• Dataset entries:
-- Opening Marker --

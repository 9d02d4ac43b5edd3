//! Spreadsheet mirror: the same final table, written clear-then-write to
//! a CSV file. Best-effort by contract; the caller logs failures and
//! moves on.

use std::fs::File;
use std::path::Path;

use anyhow::Context;
use munibid_core::{BidRecord, CANONICAL_COLUMNS};

pub fn write_mirror(path: &Path, records: &[BidRecord]) -> anyhow::Result<()> {
    // File::create truncates, which is the "full clear" half of the
    // contract; the header and rows are the rewrite.
    let file = File::create(path)
        .with_context(|| format!("creating mirror file {}", path.display()))?;
    let mut writer = csv::Writer::from_writer(file);

    writer
        .write_record(CANONICAL_COLUMNS)
        .context("writing mirror header")?;
    for record in records {
        let values = record.column_values();
        writer
            .write_record(values.iter().map(|value| value.as_deref().unwrap_or("")))
            .with_context(|| format!("writing mirror row `{}`", record.title))?;
    }
    writer.flush().context("flushing mirror file")?;
    Ok(())
}
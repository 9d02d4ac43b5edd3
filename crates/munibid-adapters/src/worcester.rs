//! Worcester: open-bids table of bid number / title / close date, with a
//! detail page per bid number that labels its fields in running text.

use std::sync::LazyLock;

use async_trait::async_trait;
use munibid_core::{City, RawRecord};
use munibid_storage::{HttpFetcher, Politeness};
use regex::Regex;
use scraper::Html;
use tracing::warn;

use crate::html::{absolutize, element_text, labeled_parent_text, parse_selector, text_or_none};
use crate::{detail, AdapterError, SourceAdapter};

const BASE_URL: &str = "http://www.worcesterma.gov";
const LISTING_URL: &str = "http://www.worcesterma.gov/finance/purchasing-bids/bids/open-bids";

static INDUSTRY_LABEL_RE: LazyLock<Regex> = LazyLock::new(|| Regex::new(r"Industry|Category").unwrap());
static INDUSTRY_VALUE_RE: LazyLock<Regex> =
    LazyLock::new(|| Regex::new(r"(?:Industry|Category):\s*(.+)").unwrap());
static RELEASE_LABEL_RE: LazyLock<Regex> =
    LazyLock::new(|| Regex::new(r"Open Date|Issue Date|Posted").unwrap());
static SLASH_DATE_RE: LazyLock<Regex> = LazyLock::new(|| Regex::new(r"\d{1,2}/\d{1,2}/\d{4}").unwrap());
static COMMENTS_LABEL_RE: LazyLock<Regex> =
    LazyLock::new(|| Regex::new(r"Comments|Description|Details").unwrap());
static COMMENTS_PREFIX_RE: LazyLock<Regex> =
    LazyLock::new(|| Regex::new(r"^(?:Comments|Description|Details):\s*").unwrap());

#[derive(Debug, Clone, PartialEq)]
pub struct WorcesterListing {
    pub bid_number: String,
    pub title: String,
    pub department: Option<String>,
    pub close_date: Option<String>,
    pub detail_url: Option<String>,
}

#[derive(Debug, Clone, Default, PartialEq)]
pub struct WorcesterDetail {
    pub industry: Option<String>,
    pub release_date: Option<String>,
    pub comments: Option<String>,
    pub standard_forms: Option<String>,
    pub bid_forms: Option<String>,
}

#[derive(Debug)]
pub struct WorcesterAdapter {
    politeness: Politeness,
}

impl Default for WorcesterAdapter {
    fn default() -> Self {
        Self {
            politeness: Politeness::default(),
        }
    }
}

#[async_trait]
impl SourceAdapter for WorcesterAdapter {
    fn source_id(&self) -> &'static str {
        "worcester"
    }

    fn city(&self) -> City {
        City::Worcester
    }

    fn source_type(&self) -> &'static str {
        "Open Bids"
    }

    async fn scrape(&self, http: &HttpFetcher) -> Result<Vec<RawRecord>, AdapterError> {
        let page = http.get_text(self.source_id(), LISTING_URL).await?;
        let listings = parse_listing(&page)?;

        let mut records = Vec::with_capacity(listings.len());
        for listing in listings {
            let mut enrichment = WorcesterDetail::default();
            if let Some(url) = &listing.detail_url {
                self.politeness.before_detail().await;
                match http.get_text(self.source_id(), url).await {
                    Ok(detail_page) => enrichment = parse_detail(&detail_page),
                    Err(err) => {
                        warn!(error = %err, url, "worcester detail page unavailable, keeping table fields");
                    }
                }
            }
            records.push(build_record(listing, enrichment));
        }
        Ok(records)
    }
}

/// Rows of the open-bids table: bid number (linked), title, close date.
/// A ` / ` suffix on the title names the issuing department.
pub fn parse_listing(page: &str) -> Result<Vec<WorcesterListing>, AdapterError> {
    let document = Html::parse_document(page);
    let table_selector = parse_selector("table")?;
    let tr_selector = parse_selector("tr")?;
    let td_selector = parse_selector("td")?;
    let link_selector = parse_selector("a[href]")?;

    let Some(table) = document.select(&table_selector).next() else {
        return Ok(Vec::new());
    };

    let mut listings = Vec::new();
    for row in table.select(&tr_selector) {
        let cells: Vec<_> = row.select(&td_selector).collect();
        if cells.len() < 3 {
            continue;
        }
        let Some(bid_number) = text_or_none(element_text(&cells[0])) else {
            continue;
        };
        let Some(full_title) = text_or_none(element_text(&cells[1])) else {
            continue;
        };
        let close_date = text_or_none(element_text(&cells[2]));

        let detail_url = cells[0]
            .select(&link_selector)
            .next()
            .and_then(|a| a.value().attr("href"))
            .map(|href| absolutize(BASE_URL, href));

        let (title, department) = split_department(&full_title);
        listings.push(WorcesterListing {
            bid_number,
            title,
            department,
            close_date,
            detail_url,
        });
    }
    Ok(listings)
}

/// "Project Name / DPW" carries the department after the last separator.
fn split_department(full_title: &str) -> (String, Option<String>) {
    match full_title.rsplit_once(" / ") {
        Some((title, department)) if !department.trim().is_empty() => {
            (title.trim().to_string(), Some(department.trim().to_string()))
        }
        _ => (full_title.to_string(), None),
    }
}

pub fn parse_detail(page: &str) -> WorcesterDetail {
    let document = Html::parse_document(page);
    let page_text = crate::html::document_text(&document);

    let industry = labeled_parent_text(&document, &INDUSTRY_LABEL_RE)
        .and_then(|text| INDUSTRY_VALUE_RE.captures(&text).map(|c| c[1].trim().to_string()))
        .filter(|v| !v.is_empty());

    let release_date = labeled_parent_text(&document, &RELEASE_LABEL_RE)
        .and_then(|text| SLASH_DATE_RE.find(&text).map(|m| m.as_str().to_string()));

    let comments = labeled_parent_text(&document, &COMMENTS_LABEL_RE)
        .map(|text| COMMENTS_PREFIX_RE.replace(&text, "").trim().to_string())
        .filter(|text| text.len() > 10)
        .map(|text| detail::truncate(&text, detail::COMMENT_MAX_LEN));

    WorcesterDetail {
        industry,
        release_date,
        comments,
        standard_forms: detail::detect_standard_forms(&page_text),
        bid_forms: detail::extract_bid_forms(&document),
    }
}

fn build_record(listing: WorcesterListing, enrichment: WorcesterDetail) -> RawRecord {
    RawRecord {
        department: listing.department,
        industry: enrichment.industry,
        release_date: enrichment.release_date,
        due_date: listing.close_date,
        comments: enrichment.comments,
        standard_forms: enrichment.standard_forms,
        bid_forms: enrichment.bid_forms,
        bid_number: Some(listing.bid_number),
        source_url: listing.detail_url.or_else(|| Some(LISTING_URL.to_string())),
        title: listing.title,
        ..RawRecord::default()
    }
}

-- Closing Marker --

Pick out the lines above that hold the string "Debug" and show them.

#[derive(Debug, Clone, PartialEq)]
#[derive(Debug, Clone, Default, PartialEq)]
#[derive(Debug)]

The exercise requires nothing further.